The marginal PMF of $X$ is given by

\[\begin{align*} P_X(x) &= P(X=s) \\ &= \sum_{y_j\in R_Y} P(X=x, Y=y_j) \quad \text{(Law of total probability)} \\ &= \sum_{y_j\in R_Y} P_{XY}(x, y_j) \end{align*}\]

where $R_Y={y_1,y_2,\ldots}$ is the range of $Y$.

Similarly, the marginal PMF of $Y$ is given by

\[P_Y(y) = \sum_{x_i\in R_X} P_{XY}(x_i, y)\]

where $R_X={x_1,x_2,\ldots}$ is the range of $X$.

We can define the joint range for $X$ and $Y$ as

\[R_{XY} = \{(x,y) | P_{XY}(x,y) >0 \} \, .\]

Equivalently, we can also write

\[\begin{aligned} R_{XY} &\subset R_X \times R_Y \\ &= \{(x_i,y_j) | x_i\in R_X, y_j\in R_Y \} \, . \end{aligned}\]

Note that

The event $X=x$ can be written as ${(x_i,y_j): x_i=x, y_j \in R_Y }\, .$
Also, the event $Y=y$ can be written as ${(x_i,y_j): x_i\in R_X, y_j=y}\, .$

It is called marginalization or integrating out $X_2$ to get the marginal of $X_1$.
The marginal of one variable can be obtained by integrating the other variable. This applies to $n$-dimension.

\[f_{X_1}(k) = \left\{ \begin{array}{ll} \displaystyle \int_{-\infty}^\infty f(k, x_2) \, \mathrm dx_2 & \text{continuous} \\ \displaystyle \sum_{x_2} f(X_1=k,X_2=x_2) & \text{discrete} \end{array} \right.\]

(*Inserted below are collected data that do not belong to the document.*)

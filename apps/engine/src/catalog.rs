//! The card catalog collaborator seam.
//!
//! Storage, schema, and import/export live outside this crate; the engine
//! only ever reads a filtered card list through `CardCatalog`.

use anyhow::Result;
use async_trait::async_trait;

use crate::models::Card;

/// Category/sub-category/program filter. Empty fields constrain nothing.
#[derive(Debug, Clone, Default)]
pub struct CatalogFilter {
    pub category: String,
    pub sub_category: String,
    pub program: String,
}

impl CatalogFilter {
    pub fn matches(&self, card: &Card) -> bool {
        let field_matches =
            |filter: &str, value: &str| filter.is_empty() || filter == value;
        field_matches(&self.category, &card.card_category)
            && field_matches(&self.sub_category, &card.sub_category)
            && field_matches(&self.program, &card.program)
    }
}

/// Read-only card source. Implementations are provided by the embedding
/// application (database, cache, fixture file).
#[async_trait]
pub trait CardCatalog: Send + Sync {
    async fn fetch_cards(&self, filter: &CatalogFilter) -> Result<Vec<Card>>;
}

/// Simple in-process catalog over a fixed card list. Used by tests and by
/// embedders that load the catalog up front.
#[derive(Debug, Clone, Default)]
pub struct InMemoryCatalog {
    cards: Vec<Card>,
}

impl InMemoryCatalog {
    pub fn new(cards: Vec<Card>) -> Self {
        Self { cards }
    }
}

#[async_trait]
impl CardCatalog for InMemoryCatalog {
    async fn fetch_cards(&self, filter: &CatalogFilter) -> Result<Vec<Card>> {
        Ok(self
            .cards
            .iter()
            .filter(|card| filter.matches(card))
            .cloned()
            .collect())
    }
}
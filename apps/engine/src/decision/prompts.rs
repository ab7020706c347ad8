//! Prompt construction for the AI-assisted path.
//!
//! The prompt carries a strict single-line JSON output contract and a
//! trimmed candidate list: perk copy is whitespace-collapsed and truncated
//! to fixed character budgets so the request stays inside the completion
//! service's context comfortably.

use serde_json::json;

use crate::models::{Card, SpendProfile};

/// Character budget for a candidate's core perks.
pub const CORE_PERKS_BUDGET: usize = 360;
/// Character budget for secondary and extra perks, each.
pub const SIDE_PERKS_BUDGET: usize = 240;

/// Fixed task description and output contract.
const PROMPT_HEADER: &str = "You are a credit card advisor. Pick the single best card for this \
user from the candidate list below.\n\
Respond with EXACTLY one line of JSON and nothing else:\n\
{\"card_id\": <number or null>, \"reason\": \"<under 120 characters>\"}\n\
No markdown fences. No line breaks inside the JSON. \
Use null for card_id only if no candidate fits.";

/// Collapses all runs of whitespace (including newlines) into single spaces.
pub fn collapse_whitespace(text: &str) -> String {
    text.split_whitespace().collect::<Vec<_>>().join(" ")
}

/// Truncates to `budget` characters, appending an ellipsis when trimmed.
/// Operates on char boundaries.
pub fn truncate_chars(text: &str, budget: usize) -> String {
    if text.chars().count() <= budget {
        return text.to_string();
    }
    let mut truncated: String = text.chars().take(budget).collect();
    truncated.push('…');
    truncated
}

fn trimmed_perks(text: &str, budget: usize) -> String {
    truncate_chars(&collapse_whitespace(text), budget)
}

/// Serializes the user profile and trimmed candidates into the instruction
/// sent to the completion service.
pub fn build_prompt(
    category: &str,
    income: f64,
    annual_fee_ok: bool,
    spend: &SpendProfile,
    requested_features: &[String],
    candidates: &[Card],
) -> String {
    let profile = json!({
        "category": category,
        "monthly_income_aed": income,
        "accepts_annual_fee": annual_fee_ok,
        "monthly_spend_aed": spend,
        "requested_features": requested_features,
    });

    let candidate_list: Vec<_> = candidates
        .iter()
        .map(|card| {
            json!({
                "card_id": card.id,
                "bank": card.bank_name,
                "product": card.product,
                "minimum_salary": card.minimum_salary,
                "annual_fee": card.annual_fee,
                "joining_fee": card.joining_fee,
                "value_metric": card.value_metric,
                "core_perks": trimmed_perks(&card.core_perks, CORE_PERKS_BUDGET),
                "secondary_perks": trimmed_perks(&card.secondary_perks, SIDE_PERKS_BUDGET),
                "extra_perks": trimmed_perks(&card.extra_perks, SIDE_PERKS_BUDGET),
            })
        })
        .collect();

    format!(
        "{PROMPT_HEADER}\n\nUSER PROFILE:\n{}\n\nCANDIDATE CARDS:\n{}",
        profile,
        serde_json::Value::Array(candidate_list)
    )
}
//! Keyword-heuristic scoring: the fallback path when structured earn rules
//! are wholly absent from a catalog segment.

use std::cmp::Ordering;
use std::collections::HashSet;

use serde::Serialize;
use tracing::debug;

use crate::decision::signals::{CashbackRates, SignalRules};
use crate::decision::{PickContext, Selection, SelectionStrategy, WinningPick};
use crate::models::{Card, SpendProfile};

/// Points added per requested feature the card supports.
pub const FEATURE_BONUS: f64 = 15.0;

/// Score detail for one card under the heuristic strategy. Serialized as-is
/// into the boundary result when this strategy wins.
#[derive(Debug, Clone, Serialize)]
pub struct HeuristicScore {
    pub score: f64,
    pub cashback_value: f64,
    pub matched_features: Vec<String>,
    pub available_features: Vec<String>,
}

/// Estimates a monthly cashback value from extracted rates.
///
/// Travel requests value travel+foreign spend at the travel rate (general
/// rate as fallback); shopping values retail spend; cashback/rewards and
/// everything else value total spend at the best rate seen.
pub fn estimate_cashback_value(
    category: &str,
    spend: &SpendProfile,
    rates: &CashbackRates,
) -> f64 {
    let category_key = category.trim().to_lowercase();

    if category_key == "travel" {
        let base_spend = spend.travel + spend.foreign;
        if rates.travel > 0.0 {
            return base_spend * (rates.travel / 100.0);
        }
        if rates.general > 0.0 {
            return base_spend * (rates.general / 100.0);
        }
        return 0.0;
    }

    let base_spend = if category_key == "shopping" {
        spend.retail
    } else {
        spend.total()
    };

    let best_rate = rates.best();
    if best_rate <= 0.0 {
        return 0.0;
    }
    base_spend * (best_rate / 100.0)
}

/// Scores one card from its free-text signals.
///
/// A card with no cashback signal falls back to `minimum_salary / 1000`
/// plus the feature bonus, so cards with a salary tier never score flat zero.
pub fn score_card(
    card: &Card,
    category: &str,
    spend: &SpendProfile,
    selected_features: &[String],
    rules: &SignalRules,
) -> HeuristicScore {
    let text_block = card.perk_text();
    let rates = rules.extract_cashback_rates(&text_block);
    let cashback_value = estimate_cashback_value(category, spend, &rates);

    let available: HashSet<String> = rules.detect_features(&text_block);
    let requested: HashSet<String> = selected_features
        .iter()
        .map(|f| f.trim().to_lowercase())
        .filter(|f| !f.is_empty())
        .collect();
    let mut matched: Vec<String> = available
        .iter()
        .filter(|f| requested.contains(&f.to_lowercase()))
        .cloned()
        .collect();
    matched.sort();
    let feature_bonus = matched.len() as f64 * FEATURE_BONUS;

    let score = if cashback_value > 0.0 {
        cashback_value + feature_bonus
    } else {
        card.minimum_salary / 1000.0 + feature_bonus
    };

    let mut available: Vec<String> = available.into_iter().collect();
    available.sort();

    HeuristicScore {
        score,
        cashback_value,
        matched_features: matched,
        available_features: available,
    }
}

fn build_explanation(card: &Card, score: &HeuristicScore) -> String {
    let mut explanation = format!("{} scores highest on your profile", card.product);
    if score.cashback_value > 0.0 {
        explanation.push_str(&format!(
            ", with an estimated AED {:.2} monthly cashback",
            score.cashback_value
        ));
    }
    if !score.matched_features.is_empty() {
        explanation.push_str(&format!(
            ", and it covers {}",
            score.matched_features.join(", ")
        ));
    }
    explanation.push('.');
    explanation
}

/// Free-text scoring strategy. No tie-break beyond score order.
pub struct HeuristicStrategy {
    rules: SignalRules,
}

impl HeuristicStrategy {
    pub fn new(rules: SignalRules) -> Self {
        Self { rules }
    }
}

impl Default for HeuristicStrategy {
    fn default() -> Self {
        Self::new(SignalRules::default())
    }
}

impl SelectionStrategy for HeuristicStrategy {
    fn name(&self) -> &'static str {
        "heuristic"
    }

    fn pick(&self, cards: &[Card], context: &PickContext<'_>) -> Selection {
        let mut scored: Vec<(HeuristicScore, &Card)> = cards
            .iter()
            .map(|card| {
                (
                    score_card(
                        card,
                        context.category,
                        context.spend,
                        context.requested_features,
                        &self.rules,
                    ),
                    card,
                )
            })
            .collect();

        scored.sort_by(|a, b| {
            b.0.score
                .partial_cmp(&a.0.score)
                .unwrap_or(Ordering::Equal)
        });

        match scored.first() {
            Some((score, card)) => {
                debug!(card_id = card.id, score = score.score, "heuristic winner");
                Selection::Winner(WinningPick {
                    card: (*card).clone(),
                    breakdown: None,
                    explanation: build_explanation(card, score),
                    heuristics: Some(score.clone()),
                })
            }
            None => Selection::NoPick {
                reason: "No cards match that category or partner yet.".to_string(),
            },
        }
    }
}
//! Defensive extraction of `{card_id, reason}` from raw completion output.
//!
//! Models routinely wrap JSON in markdown fences, truncate it mid-string, or
//! emit literal newlines inside string values. Recovery is an ordered chain
//! of independent, total attempts — strict parse, sanitized re-parse, regex
//! salvage — each returning either a result or "could not recover", so the
//! orchestrator can log which tier succeeded.

use once_cell::sync::Lazy;
use regex::Regex;
use serde::Deserialize;
use thiserror::Error;
use tracing::debug;

use crate::decision::prompts::collapse_whitespace;
use crate::llm_client::{truncate_detail, DETAIL_BUDGET};

static CARD_ID_RE: Lazy<Regex> =
    Lazy::new(|| Regex::new(r#""card_id"\s*:\s*(null|-?\d+)"#).unwrap());
/// Tolerates an unterminated reason string: captures up to the closing quote
/// or the end of input.
static REASON_RE: Lazy<Regex> = Lazy::new(|| Regex::new(r#""reason"\s*:\s*"([^"]*)"#).unwrap());

/// The service's answer: which card (if any) and why.
#[derive(Debug, Clone, Deserialize)]
pub struct AiPick {
    pub card_id: Option<i64>,
    #[serde(default)]
    pub reason: String,
}

/// Which recovery attempt produced the result.
#[derive(Debug, Clone, Copy, PartialEq, Eq)]
pub enum RecoveryTier {
    Strict,
    Sanitized,
    Salvage,
}

impl RecoveryTier {
    pub fn as_str(&self) -> &'static str {
        match self {
            RecoveryTier::Strict => "strict",
            RecoveryTier::Sanitized => "sanitized",
            RecoveryTier::Salvage => "salvage",
        }
    }
}

#[derive(Debug, Error)]
pub enum RecoveryError {
    #[error("could not recover a card_id from the AI response: {snippet}")]
    Unrecoverable { snippet: String },
}

/// Removes markdown code-fence markers anywhere in the text.
fn strip_fences(text: &str) -> String {
    text.replace("```json", "").replace("```", "")
}

/// Replaces raw newlines and carriage returns occurring *inside* JSON string
/// literals with a single space, tracking string and escape state character
/// by character. Text outside string literals is left untouched.
fn sanitize_string_newlines(fragment: &str) -> String {
    let mut sanitized = String::with_capacity(fragment.len());
    let mut in_string = false;
    let mut escaped = false;
    let mut just_replaced = false;

    for c in fragment.chars() {
        if in_string && (c == '\n' || c == '\r') {
            // A lone backslash right before the newline would be left as an
            // invalid escape; drop it with the newline.
            if escaped {
                sanitized.pop();
                escaped = false;
            }
            if !just_replaced {
                sanitized.push(' ');
                just_replaced = true;
            }
            continue;
        }
        just_replaced = false;

        if escaped {
            escaped = false;
        } else if in_string && c == '\\' {
            escaped = true;
        } else if c == '"' {
            in_string = !in_string;
        }
        sanitized.push(c);
    }
    sanitized
}

/// Runs the recovery chain over raw completion output.
///
/// Succeeds as soon as one tier yields a pick; salvage requires at least a
/// `card_id` token (reason defaults to empty). Exhaustion is an explicit
/// error carrying a truncated excerpt of the raw text.
pub fn recover(raw: &str) -> Result<(AiPick, RecoveryTier), RecoveryError> {
    let stripped = strip_fences(raw);
    let trimmed = stripped.trim();

    if let Ok(pick) = serde_json::from_str::<AiPick>(trimmed) {
        debug!(tier = RecoveryTier::Strict.as_str(), "AI response recovered");
        return Ok((pick, RecoveryTier::Strict));
    }

    if let (Some(start), Some(end)) = (trimmed.find('{'), trimmed.rfind('}')) {
        if end > start {
            let sanitized = sanitize_string_newlines(&trimmed[start..=end]);
            if let Ok(pick) = serde_json::from_str::<AiPick>(&sanitized) {
                debug!(tier = RecoveryTier::Sanitized.as_str(), "AI response recovered");
                return Ok((pick, RecoveryTier::Sanitized));
            }
        }
    }

    if let Some(capture) = CARD_ID_RE.captures(trimmed) {
        // An integer token too large for i64 must not masquerade as an
        // explicit null pick.
        let card_id = match &capture[1] {
            "null" => None,
            digits => match digits.parse::<i64>() {
                Ok(id) => Some(id),
                Err(_) => {
                    return Err(RecoveryError::Unrecoverable {
                        snippet: truncate_detail(raw, DETAIL_BUDGET),
                    })
                }
            },
        };
        let reason = REASON_RE
            .captures(trimmed)
            .map(|c| collapse_whitespace(&c[1]))
            .unwrap_or_default();
        debug!(tier = RecoveryTier::Salvage.as_str(), "AI response recovered");
        return Ok((AiPick { card_id, reason }, RecoveryTier::Salvage));
    }

    Err(RecoveryError::Unrecoverable {
        snippet: truncate_detail(raw, DETAIL_BUDGET),
    })
}
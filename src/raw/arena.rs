use alloc::vec::Vec;
use core::num::NonZero;

/// Number of an occupied arena slot.
///
/// The arena never hands out slot zero (it keeps that slot permanently
/// vacant), so slot numbers are nonzero and `Option<Handle>` is no bigger
/// than `Handle` itself. A handle indexes the slot vector directly; there is
/// no offset arithmetic to undo at access sites.
#[derive(Clone, Copy, Debug, Eq, PartialEq)]
#[repr(transparent)]
pub(crate) struct Handle(NonZero<u32>);

impl Handle {
    fn new(slot: usize) -> Self {
        let slot = u32::try_from(slot).expect("`Handle::new()` - arena exceeded u32::MAX slots!");
        Self(NonZero::new(slot).expect("`Handle::new()` - slot zero is never allocated!"))
    }

    /// The slot number, also usable as a stable opaque node id.
    pub(crate) fn slot(self) -> usize {
        self.0.get() as usize
    }
}

/// A slot allocator with a vacancy list.
///
/// Handles are plain slot numbers. Freed slots are recycled in LIFO order, so
/// handles stay dense under the churn of split/merge cycles. A handle is only
/// valid between the `alloc` that produced it and the `take`/`free` that
/// retires it.
#[derive(Clone)]
pub(crate) struct Arena<T> {
    // Slot zero is the permanent vacancy backing the handle niche.
    slots: Vec<Option<T>>,
    vacant: Vec<Handle>,
}

impl<T> Arena<T> {
    pub(crate) const fn new() -> Self {
        Self { slots: Vec::new(), vacant: Vec::new() }
    }

    pub(crate) fn with_capacity(capacity: usize) -> Self {
        let mut slots = Vec::with_capacity(capacity + 1);
        slots.push(None);
        Self { slots, vacant: Vec::new() }
    }

    pub(crate) fn capacity(&self) -> usize {
        self.slots.capacity().saturating_sub(1)
    }

    /// Number of live (allocated, not yet freed) slots.
    #[cfg(test)]
    pub(crate) fn len(&self) -> usize {
        self.slots.len().saturating_sub(self.vacant.len() + 1)
    }

    pub(crate) fn alloc(&mut self, element: T) -> Handle {
        if let Some(handle) = self.vacant.pop() {
            self.slots[handle.slot()] = Some(element);
            handle
        } else {
            if self.slots.is_empty() {
                self.slots.push(None);
            }
            self.slots.push(Some(element));
            Handle::new(self.slots.len() - 1)
        }
    }

    #[inline]
    pub(crate) fn get(&self, handle: Handle) -> &T {
        self.slots[handle.slot()].as_ref().expect("`Arena::get()` - `handle` is stale!")
    }

    #[inline]
    pub(crate) fn get_mut(&mut self, handle: Handle) -> &mut T {
        self.slots[handle.slot()].as_mut().expect("`Arena::get_mut()` - `handle` is stale!")
    }

    /// Returns a reference to an element through a raw arena pointer.
    ///
    /// # Safety
    /// - `ptr` must point to a valid, allocated `Arena<T>`.
    #[inline]
    pub(crate) unsafe fn get_ptr<'a>(ptr: *const Self, handle: Handle) -> &'a T {
        // SAFETY: Caller guarantees `ptr` is valid; only the slots field is read.
        unsafe { (&(*ptr).slots)[handle.slot()].as_ref().expect("`Arena::get_ptr()` - `handle` is stale!") }
    }

    /// Removes and returns the element, recycling its slot.
    pub(crate) fn take(&mut self, handle: Handle) -> T {
        let element = self.slots[handle.slot()].take().expect("`Arena::take()` - `handle` is stale!");
        self.vacant.push(handle);
        element
    }

    pub(crate) fn free(&mut self, handle: Handle) {
        drop(self.take(handle));
    }

    pub(crate) fn clear(&mut self) {
        self.slots.clear();
        self.vacant.clear();
    }
}
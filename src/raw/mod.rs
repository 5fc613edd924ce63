mod arena;
mod node;
mod raw_bplus_map;

pub(crate) use arena::Handle;
pub(crate) use node::Node;
pub(crate) use raw_bplus_map::RawBPlusTreeMap;
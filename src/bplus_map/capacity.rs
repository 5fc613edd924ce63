use super::BPlusTreeMap;
use crate::raw::RawBPlusTreeMap;

impl<K, V, C> BPlusTreeMap<K, V, C> {
    /// Creates an empty map ordered by `order`, with room for at least
    /// `capacity` entries before the arenas reallocate.
    ///
    /// # Examples
    ///
    /// ```
    /// use leaflink::BPlusTreeMap;
    ///
    /// let reverse = |a: &i32, b: &i32| b < a;
    /// let map: BPlusTreeMap<i32, i32, _> = BPlusTreeMap::with_capacity_and_order(64, reverse);
    /// assert!(map.is_empty());
    /// ```
    #[must_use]
    pub fn with_capacity_and_order(capacity: usize, order: C) -> Self {
        BPlusTreeMap { raw: RawBPlusTreeMap::with_capacity(capacity), order }
    }

    /// Returns the number of entries the map can hold before its arenas
    /// reallocate.
    ///
    /// # Examples
    ///
    /// ```
    /// use leaflink::BPlusTreeMap;
    ///
    /// let map: BPlusTreeMap<i32, i32> = BPlusTreeMap::with_capacity(64);
    /// assert!(map.capacity() >= 64);
    /// ```
    ///
    /// # Complexity
    ///
    /// O(1)
    #[must_use]
    pub fn capacity(&self) -> usize {
        self.raw.capacity()
    }
}

impl<K, V, C: Default> BPlusTreeMap<K, V, C> {
    /// Creates an empty map with room for at least `capacity` entries before
    /// the arenas reallocate.
    ///
    /// # Examples
    ///
    /// ```
    /// use leaflink::BPlusTreeMap;
    ///
    /// let map: BPlusTreeMap<i32, i32> = BPlusTreeMap::with_capacity(32);
    /// assert!(map.is_empty());
    /// ```
    #[must_use]
    pub fn with_capacity(capacity: usize) -> Self {
        Self::with_capacity_and_order(capacity, C::default())
    }
}
//! An in-memory ordered map built on a B+ tree with doubly linked leaves.
//!
//! This crate provides [`BPlusTreeMap`], an ordered associative container in
//! which every key/value entry lives in a leaf node and internal nodes hold
//! only separator copies for routing. All leaves are threaded into a doubly
//! linked chain in global key order, which makes iteration, reverse iteration,
//! and range scans simple walks along sibling links with no per-step stack.
//!
//! The ordering is supplied by the caller: the map stores a [`TotalOrder`]
//! value and evaluates a single `less(a, b)` relation for every comparison.
//! [`NaturalOrder`] (the default) bridges to [`Ord`], and any
//! `Fn(&K, &K) -> bool` closure works too.
//!
//! # Example
//!
//! ```
//! use leaflink::BPlusTreeMap;
//!
//! let mut inventory = BPlusTreeMap::new();
//! inventory.insert("bolt", 1200);
//! inventory.insert("washer", 800);
//! inventory.insert("nut", 450);
//!
//! // Point lookup, update-on-duplicate, removal.
//! assert_eq!(inventory.insert("nut", 500), Some(450));
//! assert_eq!(inventory.remove(&"washer"), Some(800));
//!
//! // Bounded range scan, in key order.
//! let restock: Vec<_> = inventory.range("a".."z").map(|(name, _)| *name).collect();
//! assert_eq!(restock, ["bolt", "nut"]);
//! ```
//!
//! # Features
//!
//! - **`no_std` compatible** - only requires `alloc`
//! - **Caller-supplied ordering** - a stored [`TotalOrder`] relation instead
//!   of an `Ord` bound on the key type
//! - **Stack-free traversal** - forward/backward iteration and range scans
//!   run entirely in the leaf chain
//! - **Cache-friendly storage** - nodes live contiguously in an arena and
//!   hold many entries each
//!
//! # Implementation
//!
//! Nodes are stored in an arena and addressed by niche-optimized handles; the
//! leaf chain links are plain handles too, so the structure needs no interior
//! mutability and no reference cycles. Insertion splits full nodes on the way
//! down (so splits never propagate back up) and deletion refills minimal
//! nodes on the way down via sibling borrows or merges (so underflows never
//! propagate up either); both are single root-to-leaf passes.

#![no_std]
// These forbid rules and lint groups are meant to be very restrictive.
#![forbid(unsafe_op_in_unsafe_fn)]
#![forbid(keyword_idents)]
#![forbid(non_ascii_idents)]
#![forbid(unreachable_pub)]
#![warn(clippy::all)]
#![warn(clippy::cargo)]
#![warn(clippy::pedantic)]
// Enable coverage attributes for nightly builds.
#![cfg_attr(coverage_nightly, feature(coverage_attribute))]

extern crate alloc;

#[cfg(test)]
extern crate std;

mod order;
mod raw;

pub mod bplus_map;

pub use bplus_map::{BPlusTreeMap, ShapeNode};
pub use order::{NaturalOrder, TotalOrder};
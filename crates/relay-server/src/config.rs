//! Server configuration from environment.

use relay_core::PlannerConfig;
use std::env;
use std::path::PathBuf;

#[derive(Debug, Clone)]
pub struct Config {
    pub server_port: u16,
    /// GeoJSON or JSON tower file; the server runs with an empty inventory without one
    pub towers_path: Option<PathBuf>,
    /// Emit JSON log lines instead of the human-readable format
    pub log_json: bool,
    pub planner: PlannerConfig,
}

impl Config {
    pub fn from_env() -> Self {
        let mut planner = PlannerConfig::default();
        if let Some(range) = parse_env("RELAY_LINK_RANGE_KM") {
            planner.link_range_km = range;
        }
        if let Some(extra) = parse_env("RELAY_RING_MAX_EXTRA_EDGES") {
            planner.ring.max_extra_edges = extra;
        }
        if let Some(fraction) = parse_env("RELAY_INTERPOLATION_STEP_FRACTION") {
            planner.interpolation.step_fraction = fraction;
        }

        Self {
            server_port: parse_env("RELAY_PORT").unwrap_or(3000),
            towers_path: env::var("RELAY_TOWERS_PATH")
                .ok()
                .filter(|path| !path.trim().is_empty())
                .map(PathBuf::from),
            log_json: env::var("RELAY_LOG_JSON")
                .map(|value| matches!(value.as_str(), "1" | "true" | "yes"))
                .unwrap_or(false),
            planner,
        }
    }
}

impl Default for Config {
    fn default() -> Self {
        Self {
            server_port: 3000,
            towers_path: None,
            log_json: false,
            planner: PlannerConfig::default(),
        }
    }
}

fn parse_env<T: std::str::FromStr>(key: &str) -> Option<T> {
    env::var(key).ok().and_then(|value| value.trim().parse().ok())
}

#[cfg(test)]
mod tests {
    use super::*;

    #[test]
    fn parse_env_trims_and_rejects_garbage() {
        env::set_var("RELAY_CONFIG_TEST_RANGE", " 8.5 ");
        env::set_var("RELAY_CONFIG_TEST_PORT", "eighty");
        assert_eq!(parse_env::<f64>("RELAY_CONFIG_TEST_RANGE"), Some(8.5));
        assert_eq!(parse_env::<u16>("RELAY_CONFIG_TEST_PORT"), None);
        assert_eq!(parse_env::<u16>("RELAY_CONFIG_TEST_UNSET"), None);
    }

    #[test]
    fn defaults_match_planner_defaults() {
        let config = Config::default();
        assert_eq!(config.server_port, 3000);
        assert!(config.towers_path.is_none());
        assert_eq!(config.planner.link_range_km, 10.1);
    }
}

Marginalizaing the joint density w.r.t. $X_1$ to get the marginal of $X_2$.

\[f_{X_2}(k) = \left\{ \begin{array}{ll} \displaystyle \int_{-\infty}^\infty f(x_1,k) \, \mathrm dx_1 & \text{continuous} \\ \displaystyle \sum_{x_1} f(X_1=x_1,X_2=k) & \text{discrete} \end{array} \right.\]

where $\sum_{x_1}$ and $\sum_{x_2}$ mean sum over all values of $x_1$ and $x_2$, respectively.

Marginal CDFs

If we know the joint CDF of $X_1$ and $X_2$, we can find the marginal CDFs, $F_{X_1}(x_1)$ and $F_{X_2}(x_2)$. Specifically, for any $x \in \mathbb{R}$, we have

\[F_{X_1}(x_1) = P(X_1\le x_1) = P(X_1\le x_1, X_2\le \infty) = F_{X_1X_2}(x_1,\infty) = \lim_{x_2\to\infty} F_{X_1X_2}(x_1,x_2) \, .\]

Similarly,

\[F_{X_2}(x_2) = P(X_2\le x_2) = P(X_1\le \infty, X_2\le x_2) = F_{X_1X_2}(\infty,x_2) = \lim_{x_1\to\infty} F_{X_1X_2}(x_1,x_2) \, .\]

Example

Suppose we have a pair of discrete random variable ${(X, Y )}$, with an associated joint probability tabulated mass, $f_{XY} (x,y)$, as tabulated below.

		$X$
		1	2	3
$Y$	-1	0.1	0.1	0.0
	0	0.2	0.0	0.3
	2	0.1	0.2	0.0

The sum of all probabilities should be equal to 1.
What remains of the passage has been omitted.